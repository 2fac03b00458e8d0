//! Pluggable element equality.
//!
//! Every comparison a metric makes during one call goes through a single
//! [`Comparator`], so a caller can redefine what "equal" means without
//! touching the element type. The comparator must be a valid equivalence
//! relation, and its `hash` must agree with its `eq` (equal elements hash
//! identically), since the Damerau-Levenshtein engine keys a map with it.

use std::hash::{Hash, Hasher};

/// An equivalence relation over elements of type `T`, with a hash that is
/// consistent with it.
pub trait Comparator<T> {
    /// Whether `a` and `b` are equivalent.
    fn eq(&self, a: &T, b: &T) -> bool;

    /// Feeds `value` into `state`. Elements equal under [`eq`](Self::eq)
    /// must produce identical hashes.
    fn hash<H: Hasher>(&self, value: &T, state: &mut H);
}

/// The element type's own equality, the default for every metric.
///
/// # Examples
///
/// ```
/// use seqdist::{Comparator, Natural};
///
/// assert!(Natural.eq(&'a', &'a'));
/// assert!(!Natural.eq(&'a', &'A'));
/// ```
#[derive(Clone, Copy, Debug, Default)]
pub struct Natural;

impl<T: Eq + Hash> Comparator<T> for Natural {
    fn eq(&self, a: &T, b: &T) -> bool {
        a == b
    }

    fn hash<H: Hasher>(&self, value: &T, state: &mut H) {
        value.hash(state);
    }
}

/// Equates `char` or `u8` elements up to ASCII case.
///
/// # Examples
///
/// ```
/// use seqdist::{AsciiCaseFold, Comparator};
///
/// assert!(AsciiCaseFold.eq(&'a', &'A'));
/// assert!(!AsciiCaseFold.eq(&'a', &'b'));
/// ```
#[derive(Clone, Copy, Debug, Default)]
pub struct AsciiCaseFold;

impl Comparator<char> for AsciiCaseFold {
    fn eq(&self, a: &char, b: &char) -> bool {
        a.eq_ignore_ascii_case(b)
    }

    fn hash<H: Hasher>(&self, value: &char, state: &mut H) {
        value.to_ascii_lowercase().hash(state);
    }
}

impl Comparator<u8> for AsciiCaseFold {
    fn eq(&self, a: &u8, b: &u8) -> bool {
        a.eq_ignore_ascii_case(b)
    }

    fn hash<H: Hasher>(&self, value: &u8, state: &mut H) {
        value.to_ascii_lowercase().hash(state);
    }
}
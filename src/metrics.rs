//! This is a collection of sequence distance metrics, published as stateless
//! singletons.
//!
//! All five variants measure the minimum number of elementary operations
//! turning one sequence into the other; they differ only in which operations
//! are legal:
//!
//! | Metric | Substitution | Transposition |
//! |---|---|---|
//! | [`Hamming`] | only (equal length) | no |
//! | [`Lcs`] | no | no |
//! | [`Levenshtein`] | yes | no |
//! | [`Osa`] | yes | adjacent only |
//! | [`DamerauLevenshtein`] | yes | arbitrary distance |
//!
//! Every singleton is an immutable unit struct, `Send + Sync`, and allocates
//! all of its working state per call, so any number of threads can share one
//! without locking.

use crate::cancel::CancellationToken;
use crate::compare::Comparator;
use crate::damerau;
use crate::error::DistanceError;
use crate::range::{BoundedRange, RangeCheck};
use crate::restricted::RestrictedEngine;
use crate::DistanceMetric;

/// What an engine produced.
pub(crate) enum Resolution {
    /// The computation ran to completion with this distance.
    Exact(usize),
    /// Early exit: a monotonic lower bound on the distance that already
    /// exceeds the caller's upper bound. Returned as-is, never clamped, so
    /// it remains a valid out-of-range witness.
    OutOfRange(usize),
}

/// Validation and result finishing shared by every metric.
///
/// Runs the checks of the common calling contract, invokes the engine, and
/// fits the result to the caller's range. An exact result below the range is
/// clamped up to the lower bound; results inside or above the range pass
/// through unchanged (a completed distance above the upper bound is itself
/// the out-of-range witness).
pub(crate) fn run_metric<T, E>(
    a: &[T],
    b: &[T],
    range: BoundedRange,
    engine: E,
) -> Result<usize, DistanceError>
where
    E: FnOnce() -> Result<Resolution, DistanceError>,
{
    if range.is_empty() {
        return Err(DistanceError::EmptyRange(range));
    }
    // Same snapshot on both sides (pointer and length): distance 0 without
    // enumerating anything.
    if std::ptr::eq(a, b) {
        return Ok(0);
    }
    // A distance is never negative; a caller asking only for negative values
    // gets 0 back without computing.
    if range.intersect(BoundedRange::at_least(0)).is_empty() {
        return Ok(0);
    }
    match engine()? {
        Resolution::OutOfRange(witness) => Ok(witness),
        Resolution::Exact(distance) => match range.probe(distance as i64) {
            RangeCheck::BelowRange => Ok(range.clamp(distance as i64) as usize),
            _ => Ok(distance),
        },
    }
}

fn hamming_run<T, C: Comparator<T>>(
    a: &[T],
    b: &[T],
    range: &BoundedRange,
    comparator: &C,
    token: &CancellationToken,
) -> Result<Resolution, DistanceError> {
    let mut distance = 0usize;
    let shared = a.len().min(b.len());
    for i in 0..shared {
        token.bail_if_cancelled()?;
        if !comparator.eq(&a[i], &b[i]) {
            distance += 1;
            if range.probe(distance as i64) == RangeCheck::AboveRange {
                return Ok(Resolution::OutOfRange(distance));
            }
        }
    }
    // Detected lazily, once one operand runs out: mismatches already counted
    // in the shared prefix have no bearing on the failure.
    if a.len() != b.len() {
        return Err(DistanceError::LengthMismatch {
            left: a.len(),
            right: b.len(),
        });
    }
    Ok(Resolution::Exact(distance))
}

/// Position-wise mismatch count between two equal-length sequences.
///
/// Fails with [`DistanceError::LengthMismatch`] when the operands differ in
/// length.
///
/// # Examples
///
/// ```
/// use seqdist::metrics::Hamming;
/// use seqdist::DistanceMetric;
///
/// assert_eq!(Hamming.distance_str("abra", "abrr").unwrap(), 1);
/// assert!(Hamming.distance_str("abra", "abr").is_err());
/// ```
#[derive(Clone, Copy, Debug, Default)]
pub struct Hamming;

impl DistanceMetric for Hamming {
    fn distance_with<T, C: Comparator<T>>(
        &self,
        a: &[T],
        b: &[T],
        range: BoundedRange,
        comparator: &C,
        token: &CancellationToken,
    ) -> Result<usize, DistanceError> {
        run_metric(a, b, range, || hamming_run(a, b, &range, comparator, token))
    }
}

/// LCS distance: insertions and deletions only.
///
/// Equals `len(a) + len(b) - 2 * lcs_length(a, b)`, where `lcs_length` is
/// the length of the [longest common subsequence][1].
///
/// # Examples
///
/// ```
/// use seqdist::metrics::Lcs;
/// use seqdist::DistanceMetric;
///
/// assert_eq!(Lcs.distance_str("abra", "abr").unwrap(), 1);
/// ```
///
/// [1]: https://en.wikipedia.org/wiki/Longest_common_subsequence
#[derive(Clone, Copy, Debug, Default)]
pub struct Lcs;

impl DistanceMetric for Lcs {
    fn distance_with<T, C: Comparator<T>>(
        &self,
        a: &[T],
        b: &[T],
        range: BoundedRange,
        comparator: &C,
        token: &CancellationToken,
    ) -> Result<usize, DistanceError> {
        run_metric(a, b, range, || {
            RestrictedEngine::INDEL_ONLY.run(a, b, &range, comparator, token)
        })
    }
}

/// [Levenshtein distance][1]: insertions, deletions and substitutions.
///
/// The [distance metric itself][1] is calculated with the
/// [Wagner-Fischer][2] dynamic programming algorithm over a pair of rolling
/// rows.
///
/// # Examples
///
/// ```
/// use seqdist::metrics::Levenshtein;
/// use seqdist::DistanceMetric;
///
/// assert_eq!(Levenshtein.distance_str("kitten", "sitting").unwrap(), 3);
/// assert_eq!(Levenshtein.distance_str("abra", "a").unwrap(), 3);
/// ```
///
/// [1]: https://en.wikipedia.org/wiki/Levenshtein_distance
/// [2]: https://en.wikipedia.org/wiki/Wagner%E2%80%93Fischer_algorithm
#[derive(Clone, Copy, Debug, Default)]
pub struct Levenshtein;

impl DistanceMetric for Levenshtein {
    fn distance_with<T, C: Comparator<T>>(
        &self,
        a: &[T],
        b: &[T],
        range: BoundedRange,
        comparator: &C,
        token: &CancellationToken,
    ) -> Result<usize, DistanceError> {
        run_metric(a, b, range, || {
            RestrictedEngine::WITH_SUBSTITUTION.run(a, b, &range, comparator, token)
        })
    }
}

/// [Optimal string alignment][1] distance: Levenshtein plus transposition of
/// *adjacent* elements.
///
/// OSA is a documented approximation of [`DamerauLevenshtein`]: each element
/// participates in at most one transposition, so overlapping swaps can be
/// counted higher than the true Damerau-Levenshtein distance
/// (`Osa("ca", "abc") == 3` against `DamerauLevenshtein("ca", "abc") == 2`).
///
/// # Examples
///
/// ```
/// use seqdist::metrics::Osa;
/// use seqdist::DistanceMetric;
///
/// assert_eq!(Osa.distance_str("smtih", "smith").unwrap(), 1);
/// assert_eq!(Osa.distance_str("ca", "abc").unwrap(), 3);
/// ```
///
/// [1]: https://en.wikipedia.org/wiki/Damerau%E2%80%93Levenshtein_distance#Optimal_string_alignment_distance
#[derive(Clone, Copy, Debug, Default)]
pub struct Osa;

impl DistanceMetric for Osa {
    fn distance_with<T, C: Comparator<T>>(
        &self,
        a: &[T],
        b: &[T],
        range: BoundedRange,
        comparator: &C,
        token: &CancellationToken,
    ) -> Result<usize, DistanceError> {
        run_metric(a, b, range, || {
            RestrictedEngine::WITH_TRANSPOSITION.run(a, b, &range, comparator, token)
        })
    }
}

/// True [Damerau-Levenshtein distance][1]: Levenshtein plus transposition of
/// two elements arbitrarily far apart, at unit cost plus the elements
/// skipped over.
///
/// Computed with the Lowrance-Wagner algorithm; its transposition term
/// reaches arbitrarily far back in the matrix, so this is the one variant
/// that keeps the full O(len(a) * len(b)) matrix.
///
/// # Examples
///
/// ```
/// use seqdist::metrics::DamerauLevenshtein;
/// use seqdist::DistanceMetric;
///
/// assert_eq!(DamerauLevenshtein.distance_str("ca", "abc").unwrap(), 2);
/// assert_eq!(DamerauLevenshtein.distance_str("smtih", "smith").unwrap(), 1);
/// ```
///
/// [1]: https://en.wikipedia.org/wiki/Damerau%E2%80%93Levenshtein_distance
#[derive(Clone, Copy, Debug, Default)]
pub struct DamerauLevenshtein;

impl DistanceMetric for DamerauLevenshtein {
    fn distance_with<T, C: Comparator<T>>(
        &self,
        a: &[T],
        b: &[T],
        range: BoundedRange,
        comparator: &C,
        token: &CancellationToken,
    ) -> Result<usize, DistanceError> {
        run_metric(a, b, range, || damerau::run(a, b, &range, comparator, token))
    }
}
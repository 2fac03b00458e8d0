//! Edit distances between ordered sequences of comparer-equatable elements.
//!
//! Five classical variants are published as stateless singletons in
//! [`metrics`], all sharing one calling contract ([`DistanceMetric`]): an
//! optional [`BoundedRange`] on the desired answer that lets the dynamic
//! programming loop stop early, a pluggable [`Comparator`] used for every
//! element comparison in the call, and a cooperative [`CancellationToken`]
//! polled once per matrix column.
//!
//! # Examples
//!
//! ```
//! use seqdist::metrics::{DamerauLevenshtein, Levenshtein};
//! use seqdist::{BoundedRange, DistanceMetric};
//!
//! assert_eq!(Levenshtein.distance_str("abra", "abrr").unwrap(), 1);
//! assert_eq!(DamerauLevenshtein.distance_str("smtih", "smith").unwrap(), 1);
//!
//! // An upper bound lets a long computation stop as soon as the answer is
//! // provably above it; whatever comes back is then > 2.
//! let d = Levenshtein
//!     .distance_within("kitten".as_bytes(), "sitting".as_bytes(), BoundedRange::at_most(2))
//!     .unwrap();
//! assert!(d > 2);
//! ```

mod cancel;
mod compare;
mod damerau;
mod error;
mod range;
mod restricted;

pub mod metrics;

pub use cancel::CancellationToken;
pub use compare::{AsciiCaseFold, Comparator, Natural};
pub use error::DistanceError;
pub use range::{BoundedRange, RangeCheck};

use std::hash::Hash;

/// The calling contract shared by every distance metric.
///
/// [`distance_with`](Self::distance_with) is the full entry point; the other
/// methods are conveniences that default the range to unbounded, the
/// comparator to [`Natural`] and the token to [`CancellationToken::none`].
///
/// The contract, for every implementor:
///
/// - an empty `range` (lower bound above upper bound) fails with
///   [`DistanceError::EmptyRange`] before any work;
/// - when `a` and `b` are the very same slice, the result is `0` without a
///   single element comparison;
/// - a completed result below the range is clamped up to the lower bound; a
///   result above the range is returned unclamped, as an out-of-range
///   witness;
/// - the `comparator` is used for every comparison within the call.
pub trait DistanceMetric {
    /// Computes the distance between `a` and `b` under the given range,
    /// comparator and cancellation token.
    fn distance_with<T, C: Comparator<T>>(
        &self,
        a: &[T],
        b: &[T],
        range: BoundedRange,
        comparator: &C,
        token: &CancellationToken,
    ) -> Result<usize, DistanceError>;

    /// Computes the distance between `a` and `b` with all options defaulted.
    ///
    /// # Examples
    ///
    /// ```
    /// use seqdist::metrics::Levenshtein;
    /// use seqdist::DistanceMetric;
    ///
    /// assert_eq!(Levenshtein.distance(&[1, 2, 3], &[1, 3]).unwrap(), 1);
    /// ```
    fn distance<T: Eq + Hash>(&self, a: &[T], b: &[T]) -> Result<usize, DistanceError> {
        self.distance_with(
            a,
            b,
            BoundedRange::unbounded(),
            &Natural,
            &CancellationToken::none(),
        )
    }

    /// Computes the distance between `a` and `b`, allowing early exit once
    /// the answer is provably outside `range`.
    fn distance_within<T: Eq + Hash>(
        &self,
        a: &[T],
        b: &[T],
        range: BoundedRange,
    ) -> Result<usize, DistanceError> {
        self.distance_with(a, b, range, &Natural, &CancellationToken::none())
    }

    /// Materializes two single-pass sources into indexable snapshots, each
    /// enumerated exactly once in order, then computes their distance.
    ///
    /// # Examples
    ///
    /// ```
    /// use seqdist::metrics::Lcs;
    /// use seqdist::DistanceMetric;
    ///
    /// let d = Lcs.distance_iter(1..=4, [1, 2, 4]).unwrap();
    /// assert_eq!(d, 1);
    /// ```
    fn distance_iter<T, A, B>(&self, a: A, b: B) -> Result<usize, DistanceError>
    where
        T: Eq + Hash,
        A: IntoIterator<Item = T>,
        B: IntoIterator<Item = T>,
    {
        let a: Vec<T> = a.into_iter().collect();
        let b: Vec<T> = b.into_iter().collect();
        self.distance(&a, &b)
    }

    /// Computes the distance between the `char` sequences of two strings.
    ///
    /// # Examples
    ///
    /// ```
    /// use seqdist::metrics::Levenshtein;
    /// use seqdist::DistanceMetric;
    ///
    /// assert_eq!(Levenshtein.distance_str("abra", "").unwrap(), 4);
    /// ```
    fn distance_str(&self, a: &str, b: &str) -> Result<usize, DistanceError> {
        self.distance_iter(a.chars(), b.chars())
    }
}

TASK >>
Your task is to retype the entries verbatim, starting with the line that holds "of comparer-equatable elements." and stopping after the line that holds "programming loop stop".

REPLY >>
//! Edit distances between ordered sequences of comparer-equatable elements.
//!
//! Five classical variants are published as stateless singletons in
//! [`metrics`], all sharing one calling contract ([`DistanceMetric`]): an
//! optional [`BoundedRange`] on the desired answer that lets the dynamic
//! programming loop stop early, a pluggable [`Comparator`] used for every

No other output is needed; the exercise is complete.